DATA SUPPLIED:
* * *

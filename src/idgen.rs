//! Deterministic identifier derivation.
//!
//! Nested expansion (S2) and renaming (S3) both need node/identifier names
//! that are stable across repeated runs of the *same* request, never seeded
//! from wall-clock time or OS randomness. We reuse the domain-separated
//! BLAKE3 hashing idiom this crate already leans on for transcript binding:
//! every derived name is `blake3(tag || components)`, truncated and
//! hex-encoded.

use blake3::Hasher;

/// Hashes a sequence of length-delimited byte strings under a fixed domain
/// tag, mirroring the absorb discipline used for Fiat-Shamir challenges
/// elsewhere in this crate: every item is prefixed by its length so no
/// concatenation ambiguity can alias two different inputs onto one hash.
fn domain_hash(tag: &str, parts: &[&[u8]]) -> [u8; 32] {
    let mut hasher = Hasher::new();
    hasher.update(tag.as_bytes());
    for p in parts {
        hasher.update(&(p.len() as u64).to_le_bytes());
        hasher.update(p);
    }
    *hasher.finalize().as_bytes()
}

fn short_hex(bytes: &[u8; 32], len: usize) -> String {
    hex::encode(bytes)[..len.min(64)].to_string()
}

/// Derives a stable, collision-resistant identifier for an unrolled
/// `repeat` iteration's copy of an inner node.
pub fn derive_unrolled_node_id(repeat_id: &str, iteration: u32, inner_id: &str) -> String {
    let hash = domain_hash(
        "leqo.unroll.node",
        &[
            repeat_id.as_bytes(),
            &iteration.to_le_bytes(),
            inner_id.as_bytes(),
        ],
    );
    format!("{inner_id}__iter{iteration}__{}", short_hex(&hash, 8))
}

/// Derives the renaming prefix applied to every identifier a node's snippet
/// declares (see `rename::rename_snippet`).
pub fn derive_rename_prefix(node_id: &str) -> String {
    let hash = domain_hash("leqo.rename.prefix", &[node_id.as_bytes()]);
    format!("n{}", short_hex(&hash, 10))
}

/// Per-request deterministic generator for any other synthetic names the
/// pipeline needs (passthrough node ids, synthesized ancilla names). Seeded
/// from the request's own content hash so two runs of the same request
/// always produce the same synthetic names.
pub struct IdGen {
    seed: [u8; 32],
    counter: u64,
}

impl IdGen {
    pub fn from_request_bytes(request_bytes: &[u8]) -> Self {
        let seed = domain_hash("leqo.idgen.seed", &[request_bytes]);
        Self { seed, counter: 0 }
    }

    pub fn next_id(&mut self, purpose: &str) -> String {
        let hash = domain_hash(
            "leqo.idgen.next",
            &[&self.seed, purpose.as_bytes(), &self.counter.to_le_bytes()],
        );
        self.counter += 1;
        format!("{purpose}_{}", short_hex(&hash, 10))
    }
}

#[cfg(test)]
mod tests {
    use super::*;

    #[test]
    fn unrolled_ids_are_deterministic() {
        let a = derive_unrolled_node_id("rep1", 2, "inner_h");
        let b = derive_unrolled_node_id("rep1", 2, "inner_h");
        assert_eq!(a, b);
    }

    #[test]
    fn unrolled_ids_differ_by_iteration() {
        let a = derive_unrolled_node_id("rep1", 0, "inner_h");
        let b = derive_unrolled_node_id("rep1", 1, "inner_h");
        assert_ne!(a, b);
    }

    #[test]
    fn idgen_is_deterministic_given_same_seed() {
        let mut g1 = IdGen::from_request_bytes(b"request-bytes");
        let mut g2 = IdGen::from_request_bytes(b"request-bytes");
        assert_eq!(g1.next_id("ancilla"), g2.next_id("ancilla"));
        assert_eq!(g1.next_id("ancilla"), g2.next_id("ancilla"));
    }

    #[test]
    fn idgen_advances_across_calls() {
        let mut g = IdGen::from_request_bytes(b"req");
        let a = g.next_id("x");
        let b = g.next_id("x");
        assert_ne!(a, b);
    }
}
#[cfg(test)]
mod tests {
    use super::*;
    use crate::graph::{LoopCarry, PassThroughBinding};

    fn inner_h_graph() -> Graph {
        Graph {
            nodes: vec![Node {
                id: NodeId("body".into()),
                kind: NodeKind::Gate,
                inputs: vec![PortType::Qubit(1)],
                outputs: vec![PortType::Qubit(1)],
                snippet: Some("qubit[1] q;\nh q;\n".into()),
            }],
            edges: vec![],
        }
    }

    #[test]
    fn unrolls_fixed_iteration_count_into_distinct_node_ids() {
        let repeat = Node {
            id: NodeId("rep".into()),
            kind: NodeKind::Repeat(RepeatPayload {
                iterations: 3,
                loop_carried: vec![LoopCarry {
                    outer_input: PortIndex(0),
                    outer_output: PortIndex(0),
                    inner_entry: (NodeId("body".into()), PortIndex(0)),
                    inner_exit: (NodeId("body".into()), PortIndex(0)),
                }],
                passthrough: vec![],
                inner: Box::new(inner_h_graph()),
            }),
            inputs: vec![PortType::Qubit(1)],
            outputs: vec![PortType::Qubit(1)],
            snippet: None,
        };
        let src = Node {
            id: NodeId("q0".into()),
            kind: NodeKind::Qubit,
            inputs: vec![],
            outputs: vec![PortType::Qubit(1)],
            snippet: Some("qubit[1] q;\n@leqo.output 0\nlet out = q;\n".into()),
        };
        let graph = Graph {
            nodes: vec![src, repeat],
            edges: vec![Edge {
                src: (NodeId("q0".into()), PortIndex(0)),
                dst: (NodeId("rep".into()), PortIndex(0)),
            }],
        };
        let expanded = expand(graph, &ExpandOptions::default()).unwrap();
        // 3 iterations * (1 body + entry + exit) + q0 = 10 nodes.
        assert_eq!(expanded.nodes.len(), 10);
        let body_ids: std::collections::HashSet<_> = expanded
            .nodes
            .iter()
            .filter(|n| matches!(n.kind, NodeKind::Gate))
            .map(|n| n.id.clone())
            .collect();
        assert_eq!(body_ids.len(), 3);
    }

    #[test]
    fn rejects_iteration_count_above_bound() {
        let repeat = Node {
            id: NodeId("rep".into()),
            kind: NodeKind::Repeat(RepeatPayload {
                iterations: 5,
                loop_carried: vec![],
                passthrough: vec![],
                inner: Box::new(inner_h_graph()),
            }),
            inputs: vec![],
            outputs: vec![],
            snippet: None,
        };
        let graph = Graph {
            nodes: vec![repeat],
            edges: vec![],
        };
        let opts = ExpandOptions {
            max_unroll: 4,
            ..Default::default()
        };
        assert!(matches!(
            expand(graph, &opts).unwrap_err(),
            ExpandError::UnrollBoundExceeded { .. }
        ));
    }

    #[test]
    fn passthrough_input_broadcasts_to_every_iteration() {
        let inner = Graph {
            nodes: vec![Node {
                id: NodeId("body".into()),
                kind: NodeKind::GateWithParam,
                inputs: vec![PortType::Qubit(1), PortType::Float],
                outputs: vec![PortType::Qubit(1)],
                snippet: Some("qubit[1] q;\n@leqo.input 0\nrz(0.1) q;\n".into()),
            }],
            edges: vec![],
        };
        let repeat = Node {
            id: NodeId("rep".into()),
            kind: NodeKind::Repeat(RepeatPayload {
                iterations: 2,
                loop_carried: vec![LoopCarry {
                    outer_input: PortIndex(0),
                    outer_output: PortIndex(0),
                    inner_entry: (NodeId("body".into()), PortIndex(0)),
                    inner_exit: (NodeId("body".into()), PortIndex(0)),
                }],
                passthrough: vec![PassThroughBinding {
                    outer_input: PortIndex(1),
                    inner_target: (NodeId("body".into()), PortIndex(1)),
                }],
                inner: Box::new(inner),
            }),
            inputs: vec![PortType::Qubit(1), PortType::Float],
            outputs: vec![PortType::Qubit(1)],
            snippet: None,
        };
        let q0 = Node {
            id: NodeId("q0".into()),
            kind: NodeKind::Qubit,
            inputs: vec![],
            outputs: vec![PortType::Qubit(1)],
            snippet: Some("qubit[1] q;\n@leqo.output 0\nlet out = q;\n".into()),
        };
        let theta = Node {
            id: NodeId("theta".into()),
            kind: NodeKind::ClassicalLiteral,
            inputs: vec![],
            outputs: vec![PortType::Float],
            snippet: None,
        };
        let graph = Graph {
            nodes: vec![q0, theta, repeat],
            edges: vec![
                Edge {
                    src: (NodeId("q0".into()), PortIndex(0)),
                    dst: (NodeId("rep".into()), PortIndex(0)),
                },
                Edge {
                    src: (NodeId("theta".into()), PortIndex(0)),
                    dst: (NodeId("rep".into()), PortIndex(1)),
                },
            ],
        };
        let expanded = expand(graph, &ExpandOptions::default()).unwrap();
        let theta_fanout = expanded
            .edges
            .iter()
            .filter(|e| e.src.0 == NodeId("theta".into()))
            .count();
        assert_eq!(theta_fanout, 2);
    }
}
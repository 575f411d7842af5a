//! Postprocessing (S6): drop duplicate `include`s and redundant `gate`
//! definitions, verify the merged program re-parses, and serialize
//! canonically.
//!
//! Failure here indicates a defect in an earlier stage, not bad user input —
//! it reuses [`MergeError`] as its carrier rather than introducing a second
//! "internal defect, one string" error type.

use std::collections::HashSet;

use crate::ast::{Program, Statement};
use crate::merge::MergeError;
use crate::qasm_emit::Emitter;
use crate::qasm_parse::parse_snippet;

/// Strip duplicate includes/gate-defs, re-parse to catch malformed merges,
/// and return the canonical OpenQASM 3.1 text.
pub fn postprocess(program: Program) -> Result<String, MergeError> {
    let deduped = dedup(program);

    let mut emitter = Emitter::new();
    emitter.emit_program(&deduped);
    let text = emitter.finish();

    parse_snippet(&text)
        .map_err(|e| MergeError(format!("postprocessing produced a program that fails to re-parse: {e}")))?;

    Ok(text)
}

fn dedup(program: Program) -> Program {
    let mut seen_includes: HashSet<String> = HashSet::new();
    let mut seen_gatedefs: HashSet<String> = HashSet::new();
    let mut statements = Vec::with_capacity(program.statements.len());

    for stmt in program.statements {
        match &stmt {
            Statement::Include(path) => {
                if !seen_includes.insert(path.clone()) {
                    continue;
                }
            }
            Statement::GateDef {
                name,
                params,
                qubits,
                body,
            } => {
                let key = format!("{name}:{params:?}:{qubits:?}:{body:?}");
                if !seen_gatedefs.insert(key) {
                    continue;
                }
            }
            _ => {}
        }
        statements.push(stmt);
    }

    Program { statements }
}

#[cfg(test)]
mod tests {
    use super::*;
    use crate::ast::Expr;

    #[test]
    fn drops_duplicate_includes() {
        let program = Program {
            statements: vec![
                Statement::Include("stdgates.inc".into()),
                Statement::Include("stdgates.inc".into()),
                Statement::QubitDecl {
                    name: "q".into(),
                    size: Some(Expr::Int(1)),
                    annotations: vec![],
                },
            ],
        };
        let out = postprocess(program).unwrap();
        assert_eq!(out.matches("include \"stdgates.inc\";").count(), 1);
    }

    #[test]
    fn drops_identical_redundant_gate_definitions() {
        let gate = Statement::GateDef {
            name: "myg".into(),
            params: vec![],
            qubits: vec!["q".into()],
            body: vec![Statement::GateCall {
                name: "h".into(),
                params: vec![],
                qubits: vec![Expr::Ident("q".into())],
            }],
        };
        let program = Program {
            statements: vec![gate.clone(), gate],
        };
        let out = postprocess(program).unwrap();
        assert_eq!(out.matches("gate myg").count(), 1);
    }

    #[test]
    fn surfaces_merge_error_on_unparsable_output() {
        let program = Program {
            statements: vec![Statement::Raw("this is not qasm {{{".into())],
        };
        assert!(postprocess(program).is_err());
    }
}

* * *

Find every line in the records that contains the word "statements"; copy those lines.

THE COMPLETED TASK:
    let mut statements = Vec::with_capacity(program.statements.len());
    for stmt in program.statements {
        statements.push(stmt);
    Program { statements }
            statements: vec![
            statements: vec![gate.clone(), gate],
            statements: vec![Statement::Raw("this is not qasm {{{".into())],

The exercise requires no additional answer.